Material and methods
Subjects and reagents
Experiments were performed on Aplysia californica (100–350 g) obtained from Marinus, California, USA. Aplysia are hermaphroditic (i.e., each animal has reproductive organs normally associated with both male and female sexes). Animals were maintained in circulating artificial seawater at 14–16 °C and the animal room was equipped with a 24 h light cycle with light period from 6:00 am to 6:00 pm. All chemicals were purchased from Sigma-Aldrich unless otherwise stated.
Bioinformatic analysis of peptide precursors and receptors
We first used NCBI to search specific sequences of interests. In addition, we also searched AplysiaTools databases (Dr. Thomas Abrams, University of Maryland, USA) to obtain additional sequences for comparison. These latter databases (http://aplysiatools.org) include databases for Aplysia transcriptome and Aplysia genome.

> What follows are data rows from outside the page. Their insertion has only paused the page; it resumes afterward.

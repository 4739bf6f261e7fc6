//! ONNX Runtime embedding provider for sentence-transformers models.
//!
//! Each provider id maps to a model directory under a common root
//! (`models/all-MiniLM-L6-v2`, `models/BAAI/bge-large-en-v1.5`, ...). The
//! directory must contain `model.onnx` and `tokenizer.json`; an optional
//! `1_Pooling/config.json` selects CLS or mean pooling the way
//! sentence-transformers does.

use std::path::{Path, PathBuf};

use anyhow::Context;
use ort::session::Session;
use ort::value::Tensor;
use serde::Deserialize;
use tokenizers::Tokenizer;
use tracing::{debug, info};
use triage_core::ProviderId;

use crate::{AiError, EmbeddingProvider, ProviderLoader};

/// Default token budget; longer inputs are truncated.
pub const DEFAULT_MAX_LENGTH: usize = 256;

/// How token embeddings are reduced to one sentence embedding.
#[derive(Debug, Clone, Copy, PartialEq, Eq)]
pub enum Pooling {
    /// Attention-masked mean over all tokens.
    Mean,
    /// Hidden state of the first (`[CLS]`) token.
    Cls,
}

#[derive(Debug, Default, Deserialize)]
struct PoolingConfig {
    #[serde(default)]
    pooling_mode_cls_token: bool,
}

impl Pooling {
    /// Read `1_Pooling/config.json` if present; mean pooling otherwise.
    pub fn detect(model_dir: &Path) -> anyhow::Result<Self> {
        let path = model_dir.join("1_Pooling").join("config.json");
        if !path.exists() {
            return Ok(Self::Mean);
        }
        let json = std::fs::read_to_string(&path)?;
        let config: PoolingConfig =
            serde_json::from_str(&json).with_context(|| format!("parse {}", path.display()))?;
        Ok(if config.pooling_mode_cls_token {
            Self::Cls
        } else {
            Self::Mean
        })
    }
}

/// Sentence embedding generator using ONNX Runtime.
///
/// Produces L2-normalized vectors. The dimension comes from the model's
/// declared output shape when static, otherwise from the first inference.
pub struct OnnxEmbedder {
    id: ProviderId,
    session: Session,
    tokenizer: Tokenizer,
    pooling: Pooling,
    uses_token_type_ids: bool,
    dim: Option<usize>,
}

impl OnnxEmbedder {
    /// Load an embedding model from a directory containing `model.onnx` and `tokenizer.json`.
    pub fn load(id: ProviderId, model_dir: &Path, max_length: usize) -> anyhow::Result<Self> {
        let model_path = model_dir.join("model.onnx");
        let tokenizer_path = model_dir.join("tokenizer.json");

        anyhow::ensure!(model_path.exists(), "model.onnx not found in {model_dir:?}");
        anyhow::ensure!(
            tokenizer_path.exists(),
            "tokenizer.json not found in {model_dir:?}"
        );

        let session = Session::builder()?
            .commit_from_file(&model_path)
            .with_context(|| format!("load {}", model_path.display()))?;

        let dim = infer_dim(session.outputs()[0].dtype());
        // MPNet and T5 exports take no segment ids.
        let uses_token_type_ids = session
            .inputs()
            .iter()
            .any(|input| input.name() == "token_type_ids");

        let mut tokenizer = Tokenizer::from_file(&tokenizer_path)
            .map_err(|e| anyhow::anyhow!("load tokenizer: {e}"))?;
        tokenizer
            .with_truncation(Some(tokenizers::TruncationParams {
                max_length,
                ..Default::default()
            }))
            .map_err(|e| anyhow::anyhow!("set truncation: {e}"))?;
        tokenizer.with_padding(Some(tokenizers::PaddingParams {
            ..Default::default()
        }));

        let pooling = Pooling::detect(model_dir)?;

        info!(
            provider = %id,
            dim,
            ?pooling,
            uses_token_type_ids,
            model = %model_path.display(),
            "loaded embedding model"
        );
        Ok(Self {
            id,
            session,
            tokenizer,
            pooling,
            uses_token_type_ids,
            dim,
        })
    }

    /// Embedding dimensionality, once known.
    pub fn dim(&self) -> Option<usize> {
        self.dim
    }

    pub fn pooling(&self) -> Pooling {
        self.pooling
    }

    /// Embed a batch of texts, returning one normalized vector per input.
    pub fn embed_batch(&mut self, texts: &[&str]) -> anyhow::Result<Vec<Vec<f32>>> {
        if texts.is_empty() {
            return Ok(vec![]);
        }

        let batch_size = texts.len();

        let encodings = self
            .tokenizer
            .encode_batch(texts.to_vec(), true)
            .map_err(|e| anyhow::anyhow!("tokenize: {e}"))?;

        let seq_len = encodings
            .iter()
            .map(|e| e.get_ids().len())
            .max()
            .unwrap_or(0);

        // Flat input tensors: [batch_size, seq_len].
        let mut input_ids = vec![0i64; batch_size * seq_len];
        let mut attention_mask = vec![0i64; batch_size * seq_len];
        let mut token_type_ids = vec![0i64; batch_size * seq_len];

        for (i, encoding) in encodings.iter().enumerate() {
            let offset = i * seq_len;
            for (j, &id) in encoding.get_ids().iter().enumerate() {
                input_ids[offset + j] = id as i64;
            }
            for (j, &mask) in encoding.get_attention_mask().iter().enumerate() {
                attention_mask[offset + j] = mask as i64;
            }
            for (j, &tid) in encoding.get_type_ids().iter().enumerate() {
                token_type_ids[offset + j] = tid as i64;
            }
        }

        let shape = [batch_size as i64, seq_len as i64];

        let ids_tensor = Tensor::from_array((shape, input_ids.into_boxed_slice()))?;
        let mask_tensor = Tensor::from_array((shape, attention_mask.clone().into_boxed_slice()))?;

        let mut inputs = ort::inputs![
            "input_ids" => ids_tensor,
            "attention_mask" => mask_tensor,
        ];
        if self.uses_token_type_ids {
            let type_tensor = Tensor::from_array((shape, token_type_ids.into_boxed_slice()))?;
            inputs.push(("token_type_ids".into(), type_tensor.into()));
        }

        let pooling = self.pooling;
        let outputs = self.session.run(inputs)?;

        let (output_shape, output_data) = outputs[0].try_extract_tensor::<f32>()?;
        let dims: &[i64] = output_shape;

        let mut embeddings = match dims {
            // Already pooled: [batch_size, dim].
            [b, d] if *b as usize == batch_size => {
                let d = *d as usize;
                check_dim(&mut self.dim, d)?;
                output_data
                    .chunks(d)
                    .map(<[f32]>::to_vec)
                    .collect::<Vec<_>>()
            }
            // Token embeddings: [batch_size, seq_len, dim].
            [b, t, d] if *b as usize == batch_size => {
                let (t, d) = (*t as usize, *d as usize);
                check_dim(&mut self.dim, d)?;
                (0..batch_size)
                    .map(|i| {
                        let tokens = &output_data[i * t * d..(i + 1) * t * d];
                        let mask = &attention_mask[i * seq_len..(i + 1) * seq_len];
                        pool(pooling, tokens, mask, d)
                    })
                    .collect::<anyhow::Result<Vec<_>>>()?
            }
            _ => anyhow::bail!("unexpected output shape: {dims:?} for batch of {batch_size}"),
        };

        for v in &mut embeddings {
            normalize(v);
        }
        Ok(embeddings)
    }
}

/// Record the output dimension on first use; reject changes afterwards.
fn check_dim(dim: &mut Option<usize>, actual: usize) -> anyhow::Result<()> {
    anyhow::ensure!(actual > 0, "model output has zero-width embeddings");
    match *dim {
        Some(expected) => anyhow::ensure!(
            expected == actual,
            "model output dim {actual} differs from declared {expected}"
        ),
        None => *dim = Some(actual),
    }
    Ok(())
}

impl EmbeddingProvider for OnnxEmbedder {
    fn id(&self) -> &ProviderId {
        &self.id
    }

    fn embed(&mut self, text: &str) -> anyhow::Result<Vec<f32>> {
        self.embed_batch(&[text])?
            .into_iter()
            .next()
            .ok_or_else(|| anyhow::anyhow!("model returned no embedding"))
    }
}

/// Resolves provider ids to model directories under `models_dir`.
///
/// Path-like ids map to nested directories: `BAAI/bge-large-en-v1.5` loads
/// from `<models_dir>/BAAI/bge-large-en-v1.5`.
#[derive(Debug, Clone)]
pub struct OnnxLoader {
    models_dir: PathBuf,
    max_length: usize,
}

impl OnnxLoader {
    pub fn new(models_dir: impl Into<PathBuf>) -> Self {
        Self {
            models_dir: models_dir.into(),
            max_length: DEFAULT_MAX_LENGTH,
        }
    }

    pub fn with_max_length(mut self, max_length: usize) -> Self {
        self.max_length = max_length;
        self
    }

    pub fn model_dir(&self, id: &ProviderId) -> PathBuf {
        id.as_str()
            .split('/')
            .filter(|s| !s.is_empty())
            .fold(self.models_dir.clone(), |dir, part| dir.join(part))
    }
}

impl ProviderLoader for OnnxLoader {
    fn activate(&self, id: &ProviderId) -> Result<Box<dyn EmbeddingProvider>, AiError> {
        let dir = self.model_dir(id);
        debug!(provider = %id, dir = %dir.display(), "resolving model directory");
        if !dir.is_dir() {
            return Err(AiError::provider_load(
                id,
                format!("model directory {} does not exist", dir.display()),
            ));
        }
        let embedder = OnnxEmbedder::load(id.clone(), &dir, self.max_length)
            .map_err(|e| AiError::provider_load(id, e))?;
        Ok(Box::new(embedder))
    }
}

/// Reduce `[seq_len, dim]` token embeddings to one vector.
fn pool(pooling: Pooling, tokens: &[f32], mask: &[i64], dim: usize) -> anyhow::Result<Vec<f32>> {
    match pooling {
        Pooling::Cls => tokens
            .get(..dim)
            .map(<[f32]>::to_vec)
            .ok_or_else(|| anyhow::anyhow!("no token embeddings to pool ({} values, dim {dim})", tokens.len())),
        Pooling::Mean => {
            let mut pooled = vec![0.0f32; dim];
            let mut token_count = 0.0f32;
            for (j, token) in tokens.chunks(dim).enumerate() {
                let mask_val = mask.get(j).copied().unwrap_or(0) as f32;
                if mask_val > 0.0 {
                    for (p, &v) in pooled.iter_mut().zip(token) {
                        *p += v * mask_val;
                    }
                    token_count += mask_val;
                }
            }
            if token_count > 0.0 {
                for p in &mut pooled {
                    *p /= token_count;
                }
            }
            Ok(pooled)
        }
    }
}

/// L2-normalize a vector in place. Zero vectors are left as-is.
fn normalize(v: &mut [f32]) {
    let norm: f32 = v.iter().map(|x| x * x).sum::<f32>().sqrt();
    if norm > 0.0 {
        for x in v.iter_mut() {
            *x /= norm;
        }
    }
}

/// Try to infer the embedding dimension from the ONNX model output type.
fn infer_dim(output_type: &ort::value::ValueType) -> Option<usize> {
    match output_type {
        ort::value::ValueType::Tensor { shape, .. } => shape
            .last()
            .and_then(|&d| if d > 0 { Some(d as usize) } else { None }),
        _ => None,
    }
}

The open reading frames (ORFs) of the AstC precursor, putative receptor full-length cDNA sequences were obtained using ORF Finder (https://www.ncbi.nlm.nih.gov/orffinder/). For the AstC precursor, the putative signal peptide was predicted using SignalP-5.0 (http://www.cbs.dtu.dk/services/SignalP/) and the putative peptides encoded by the AstC precursor were predicted using NeuroPred (http://stagbeetle.animal.uiuc.edu/cgi-bin/neuropred.py). We also compared the AstC precursor and neuropeptide sequences with those of other species using BioEdit software and generated a frequency plot of each amino acid (aligned from c-terminus) using a Weblogo software (http://weblogo.berkeley.edu/logo.cgi). For the putative AstC receptors, transmembrane domains were predicted using TMHMM Server v. 2.0 (http://www.cbs.dtu.dk/services/TMHMM/). For proteins that were difficult to annotate using blast, we also used Pfam database (http://pfam.xfam.org/search#tabview=tab1) to determine what type of a protein it is. The phylogenetic trees of sequences from different species were constructed by MEGA X software (https://www.megasoftware.net/) using alignment by MUSCLE and the maximum likelihood method with 1000 replicates. For Fig. 5B, we used LG + G + F model to generate our final tree; for Fig. 6, JTT model was performed which was different from Fig. 5B. The selection of the models was based on the results of MEGA analysis.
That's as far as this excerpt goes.